I use common sense working with animals and have been successful with the horses I've worked with but my ultimate goal is to make a career out of horses and I am looking for the experience to get me there. I have a background and preference in western but will consider anything I can learn. I am open minded and ready to expand my knowledge base of the equine world.

Posting this in case any member on here is looking for someone like myself or knows of anyone who is, or where I could look. 

I'm in Canada and it would be easiest to stay here but I will go anywhere in the world if logistics work out. I can give a full resume and more information through PM.

Thanks!


----------



## paintedpastures (Jun 21, 2011)

Alberta ok?? I should check with the BO were I have my horse being trained. There is too much work ...they need help!!


----------



## Hackamore (Mar 28, 2014)

You may want to check out the ranch job section of the www.ranchworldads.com website. 
I occasionally see this type of position listed. 

Best of luck.


----------



## Saddlebag (Jan 17, 2011)

These jobs often entail mainly barn chores. The upper trainers charge the equivalent of university fees to train apprentices.


----------



## Cherie (Dec 16, 2010)

We will be looking for a apprentice in about 1-2 months. This position will include everything from helping start about 8-10 horses this summer and ride and help finish another 8-10 horses that are well started. 

We ride mostly western and if I have someone able, we will head them toward working cattle and reining / reined cowhorse occupations. When I do not have anyone able to ride at that level, we aim a lot of horses toward trail riding and competitive trail, mounted shooting and roping. 

We have just gotten too old and have health issues so cannot do it without a good rider helping us. We have not had anyone this winter, so would like to start back in when the weather gets a little nicer (although it is supposed to be 80 today). 

We do not have an indoor arena, but can use one near here in bad weather. We do not normally stall horses so there is little or no stall cleaning and only a little feeding and chores. Husband is 73 but still manages to ride quite a bit and does nearly all chores. We do furnish private living quarters and all utilities. 

We are not exactly close to Canada. I think we are about 1000 mi south of the border. Message me if you are interested. 
Cherie


----------



## Foxhunter (Feb 5, 2012)

If I were your age and had the chance to work with Cherie and her husband - I would start walking now!


----------



## Cherie (Dec 16, 2010)

I knew you were pretty good -- but do you walk on water, too?:wink:


----------



## Dustbunny (Oct 22, 2012)

If I were a sprout I'd pay Cherie for the chance to work and learn from her.


----------



## Maple (Jan 10, 2012)

Oh how I wish I were young, single and free to do as I please again, I'd pay Cherie to take me on! Cherie I can't imagine you having too much trouble filling that position. 

OP - there are plenty of working student positions available. yardandgroom has plenty advertised and you could have a word with your trainer/instructor and see if they know of anything word of mouth. 
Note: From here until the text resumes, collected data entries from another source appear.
//! Package installation and confirmation.
//!
//! The installer hands the artifact to the configured privileged command
//! (`sudo dpkg --install <artifact>` by default), then asks the application
//! for its version again. A failing install is fatal; a failing confirmation
//! is only reported, because the package is already installed by then.

use crate::command::{CommandExecutor, display_command};
use crate::config::UpdaterConfig;
use crate::download::Artifact;
use crate::error::{Result, UpdaterError};
use crate::inspector::local_version;
use crate::version::VersionString;
use camino::Utf8Path;

/// Result of re-querying the application after installation.
#[derive(Debug, Clone, PartialEq, Eq)]
pub enum Confirmation {
    /// The application now reports this version.
    Confirmed(VersionString),
    /// The version query failed after a successful install.
    Unconfirmed {
        /// Why the version could not be read.
        reason: String,
    },
}

/// Installs `artifact` and confirms the resulting version.
///
/// Consumes the artifact: nothing references it after installation.
///
/// # Errors
///
/// Returns [`UpdaterError::InstallFailed`] if the install command cannot be
/// run or exits unsuccessfully.
pub fn install(
    executor: &dyn CommandExecutor,
    artifact: Artifact,
    config: &UpdaterConfig,
) -> Result<Confirmation> {
    let path = artifact.into_path();
    run_install_command(executor, &path, config)?;
    log::info!("installed {path}");

    Ok(match local_version(executor, config) {
        Ok(version) => Confirmation::Confirmed(version),
        Err(err) => {
            log::warn!("installed package but could not confirm version: {err}");
            Confirmation::Unconfirmed {
                reason: err.to_string(),
            }
        }
    })
}

fn run_install_command(
    executor: &dyn CommandExecutor,
    artifact: &Utf8Path,
    config: &UpdaterConfig,
) -> Result<()> {
    let mut words = config.install_command.iter().map(String::as_str);
    let Some(program) = words.next() else {
        return Err(UpdaterError::InstallFailed {
            status: "not run".to_owned(),
            message: "no install command configured".to_owned(),
        });
    };
    let args: Vec<&str> = words.chain([artifact.as_str()]).collect();
    log::debug!("running {}", display_command(program, &args));

    let output = executor
        .run(program, &args)
        .map_err(|err| UpdaterError::InstallFailed {
            status: "not run".to_owned(),
            message: err.to_string(),
        })?;

    if !output.status.success() {
        let stderr = String::from_utf8_lossy(&output.stderr);
        return Err(UpdaterError::InstallFailed {
            status: output.status.to_string(),
            message: stderr.trim().to_owned(),
        });
    }

    Ok(())
}

#[cfg(test)]
#[expect(
    clippy::expect_used,
    reason = "tests assert on the confirmation or the error it produced"
)]
mod tests {
    use super::*;
    use crate::command::MockCommandExecutor;
    use crate::test_utils::{failure_output, stdout_output, success_output};
    use mockall::Sequence;

    fn artifact() -> Artifact {
        Artifact::new("/tmp/atom_latest.deb", 10, Some(10))
    }

    fn expect_install(
        executor: &mut MockCommandExecutor,
        sequence: &mut Sequence,
        output: std::process::Output,
    ) {
        executor
            .expect_run()
            .withf(|cmd, args| cmd == "sudo" && args == ["dpkg", "--install", "/tmp/atom_latest.deb"])
            .times(1)
            .in_sequence(sequence)
            .return_once(move |_, _| Ok(output));
    }

    #[test]
    fn installs_then_confirms_version() {
        let mut executor = MockCommandExecutor::new();
        let mut sequence = Sequence::new();
        expect_install(&mut executor, &mut sequence, success_output());
        executor
            .expect_run()
            .withf(|cmd, args| cmd == "atom" && args == ["--version"])
            .times(1)
            .in_sequence(&mut sequence)
            .returning(|_, _| Ok(stdout_output("Atom    : 1.60.0\n")));

        let confirmation =
            install(&executor, artifact(), &UpdaterConfig::default()).expect("install");
        assert_eq!(
            confirmation,
            Confirmation::Confirmed(VersionString::from("1.60.0"))
        );
    }

    #[test]
    fn failing_install_is_fatal_and_skips_confirmation() {
        let mut executor = MockCommandExecutor::new();
        let mut sequence = Sequence::new();
        expect_install(
            &mut executor,
            &mut sequence,
            failure_output("dpkg: error: cannot access archive\n"),
        );

        let err = install(&executor, artifact(), &UpdaterConfig::default())
            .expect_err("install should fail");
        match err {
            UpdaterError::InstallFailed { message, .. } => {
                assert_eq!(message, "dpkg: error: cannot access archive");
            }
            other => panic!("expected InstallFailed, got {other:?}"),
        }
    }

    #[test]
    fn failed_confirmation_is_not_fatal() {
        let mut executor = MockCommandExecutor::new();
        let mut sequence = Sequence::new();
        expect_install(&mut executor, &mut sequence, success_output());
        executor
            .expect_run()
            .times(1)
            .in_sequence(&mut sequence)
            .returning(|_, _| Ok(stdout_output("garbled")));

        let confirmation =
            install(&executor, artifact(), &UpdaterConfig::default()).expect("install");
        assert!(matches!(confirmation, Confirmation::Unconfirmed { .. }));
    }

    #[test]
    fn spawn_failure_is_install_error() {
        let mut executor = MockCommandExecutor::new();
        executor
            .expect_run()
            .times(1)
            .returning(|_, _| Err(std::io::Error::from(std::io::ErrorKind::NotFound).into()));

        let err = install(&executor, artifact(), &UpdaterConfig::default())
            .expect_err("install should fail");
        assert!(matches!(err, UpdaterError::InstallFailed { .. }));
    }

    #[test]
    fn empty_install_command_is_rejected() {
        let executor = MockCommandExecutor::new();
        let config = UpdaterConfig {
            install_command: Vec::new(),
            ..UpdaterConfig::default()
        };

        let err = install(&executor, artifact(), &config).expect_err("install should fail");
        assert!(matches!(err, UpdaterError::InstallFailed { .. }));
    }
}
I ended up in this country for a working student position... amazing how life works out.


----------



## Foxhunter (Feb 5, 2012)

Cherie said:


> I knew you were pretty good -- but do you walk on water, too?:wink:


With all the rain we have had over the last few years my feet are webbed! 
I can paddle over.


----------



## paintedpastures (Jun 21, 2011)

Hmm... wonder about commitment to this wanting to Apprentice when OP hasn't even returned to comment on her post:-(


----------



## Foxhunter (Feb 5, 2012)

They migh be in private messaging with Cherie


----------



## Cherie (Dec 16, 2010)

Haven't heard a word, but I am actively looking, hoping to find someone by the 1st of march, even if they are not ready to be here by then.
Cherie


----------



## AZCowgirlShooter (Nov 30, 2014)

I don't know Cherie, but have read some posts by her. I'm tempted to leave AZ and head her way too.  Cherie sounds like someone you could learn A LOT from!


----------



## ChitChatChet (Sep 9, 2013)

WOW. Wishing I could head Cherie's way. The thought of all I could learn......


----------



## Somethin Bout A Whiz (Jan 12, 2015)

All I'm saying is that I'm going to be BEYOND jealous of whoever does get to learn from Cherie!! 
If I wouldn't be sitting here with a mb bum arm and hand, and 3 months of recovery time (at the least) I'd go!!!!


----------



## boots (Jan 16, 2012)

If I wasn't just a few years behind Miss Cherie, since I think her business model would benefit from a younger person who could move into a larger role, I'd be there. 

In all my years of riding, and with all the different things I've done, hers is a discipline I am not very knowledgeable about. Oh, what an opportunity!


----------